Below are the records; count the lines in which "colour" occurs and report only that number.

■ **Supplied data**
════════════════

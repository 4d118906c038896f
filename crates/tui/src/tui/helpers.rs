use std::cmp::min;

use chrono::{DateTime, Local, Utc};
use ratatui::layout::Rect;
use ratatui::style::{Color, Modifier, Style};
use ratatui::text::{Line, Span};

use crate::core::categories::find_category;
use crate::model::{Category, Task};

pub const BG_BASE: Color = Color::Rgb(14, 17, 23);
pub const BG_PANEL: Color = Color::Rgb(22, 26, 34);
pub const BG_ACCENT: Color = Color::Rgb(32, 37, 47);
pub const FG_ACCENT: Color = Color::Rgb(120, 161, 255);

pub fn centered_rect(width: u16, height: u16, area: Rect) -> Rect {
    let w = min(width, area.width);
    let h = min(height, area.height);
    Rect {
        x: area.x + (area.width.saturating_sub(w)) / 2,
        y: area.y + (area.height.saturating_sub(h)) / 2,
        width: w,
        height: h,
    }
}

pub fn inset_rect(area: Rect, padding: u16) -> Rect {
    if area.width == 0 || area.height == 0 {
        return area;
    }
    let px = padding.min(area.width / 2);
    let py = padding.min(area.height / 2);
    Rect {
        x: area.x + px,
        y: area.y + py,
        width: area.width.saturating_sub(px * 2),
        height: area.height.saturating_sub(py * 2),
    }
}

/// Last six characters of an id. ULIDs share their timestamp prefix, so the tail is what differs.
pub fn short_id(id: &str) -> String {
    let start = id.len().saturating_sub(6);
    id.get(start..).unwrap_or(id).to_string()
}

/// Terminal colour for a category colour token such as `bg-emerald-500`.
///
/// Only the colour family is considered. Unknown tokens fall back to gray.
pub fn category_color(token: &str) -> Color {
    let family = token
        .trim()
        .trim_start_matches("bg-")
        .split('-')
        .next()
        .unwrap_or_default();
    match family {
        "red" => Color::Rgb(239, 68, 68),
        "orange" => Color::Rgb(249, 115, 22),
        "amber" | "yellow" => Color::Rgb(234, 179, 8),
        "green" => Color::Rgb(34, 197, 94),
        "emerald" => Color::Rgb(16, 185, 129),
        "teal" => Color::Rgb(20, 184, 166),
        "cyan" => Color::Rgb(6, 182, 212),
        "sky" => Color::Rgb(14, 165, 233),
        "blue" => Color::Rgb(59, 130, 246),
        "indigo" => Color::Rgb(99, 102, 241),
        "violet" => Color::Rgb(139, 92, 246),
        "purple" => Color::Rgb(168, 85, 247),
        "pink" => Color::Rgb(236, 72, 153),
        "rose" => Color::Rgb(244, 63, 94),
        _ => Color::Gray,
    }
}

/// Badge span for a category, white text on the category colour.
pub fn category_badge(category: &Category) -> Span<'static> {
    Span::styled(
        format!(" {} ", category.name),
        Style::default()
            .fg(Color::White)
            .bg(category_color(&category.color))
            .add_modifier(Modifier::BOLD),
    )
}

/// "Jan 5, 09:30" in local time.
pub fn format_task_date(value: &DateTime<Utc>) -> String {
    let local: DateTime<Local> = (*value).into();
    local.format("%b %-d, %H:%M").to_string()
}

/// Table cell text: the creation time, plus the last update once the task was edited.
pub fn format_task_timestamps(task: &Task) -> String {
    let created = format_task_date(&task.created_at);
    if task.is_edited() {
        format!("{created} · upd {}", format_task_date(&task.updated_at))
    } else {
        created
    }
}

pub fn format_task_detail_entries(task: &Task, categories: &[Category]) -> Vec<(String, String)> {
    let mut entries = Vec::new();
    entries.push((String::from("Title"), task.title.clone()));
    entries.push((
        String::from("Status"),
        String::from(if task.completed { "Completed" } else { "Open" }),
    ));
    let category = find_category(categories, &task.category)
        .map(|category| category.name.clone())
        .unwrap_or_else(|| String::from("None"));
    entries.push((String::from("Category"), category));
    entries.push((String::from("ID"), task.id.clone()));
    entries.push((String::from("Created"), format_task_date(&task.created_at)));
    if task.is_edited() {
        entries.push((String::from("Updated"), format_task_date(&task.updated_at)));
    }
    if !task.description.trim().is_empty() {
        entries.push((String::from("Description"), task.description.clone()));
    }
    entries
}

pub fn build_help_lines() -> Vec<(&'static str, &'static str)> {
    vec![
        ("Tab / Shift+Tab", "Cycle category filter"),
        ("j / k or ↓ / ↑", "Move selection"),
        ("Home / End", "Jump to first / last task"),
        ("a", "Add a task"),
        ("e", "Edit selected task"),
        ("Space / d", "Toggle complete"),
        ("x / Delete", "Delete task (with confirmation)"),
        ("/", "Search titles and descriptions"),
        ("c", "Clear category filter and search"),
        ("Enter", "Show task details"),
        ("h", "Toggle this help overlay"),
        ("Tab (in form)", "Next field"),
        ("←/→ (in form)", "Change category"),
        ("Ctrl+W (in form)", "Delete previous word"),
        ("Esc", "Cancel/close overlays"),
        ("q / Ctrl+C", "Quit"),
    ]
}

pub fn accent_title(text: &str) -> Line<'static> {
    Line::from(vec![Span::styled(
        text.to_owned(),
        Style::default().fg(FG_ACCENT).add_modifier(Modifier::BOLD),
    )])
}
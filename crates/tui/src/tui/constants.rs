use std::time::Duration;

pub(crate) const APP_VERSION: &str = env!("CARGO_PKG_VERSION");
pub(crate) const TICK_RATE: Duration = Duration::from_millis(200);
pub(crate) const STATUS_TTL: Duration = Duration::from_secs(5);

pub(crate) const STATUS_ENTER_ADD: &str =
    "New task: Tab moves between fields, ←/→ picks a category, Enter saves, Esc cancels";
pub(crate) const STATUS_ENTER_EDIT: &str =
    "Editing task: Tab moves between fields, Enter saves, Esc cancels";
pub(crate) const STATUS_SEARCH: &str = "Type to search titles and descriptions • Enter keeps • Esc restores";
pub(crate) const STATUS_TITLE_REQUIRED: &str = "Task title cannot be empty";
pub(crate) const STATUS_VIEW_DETAILS: &str = "Viewing task details • Enter/Esc to close";
pub(crate) const STATUS_HELP: &str = "Keyboard reference • Enter/Esc to close";
pub(crate) const STATUS_CONFIRM_DELETE: &str =
    "Confirm deletion: arrows choose, Enter confirms, Esc cancels";
pub(crate) const STATUS_FILTERS_CLEARED: &str = "Cleared category filter and search";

════════════════

■ **Your solution**
3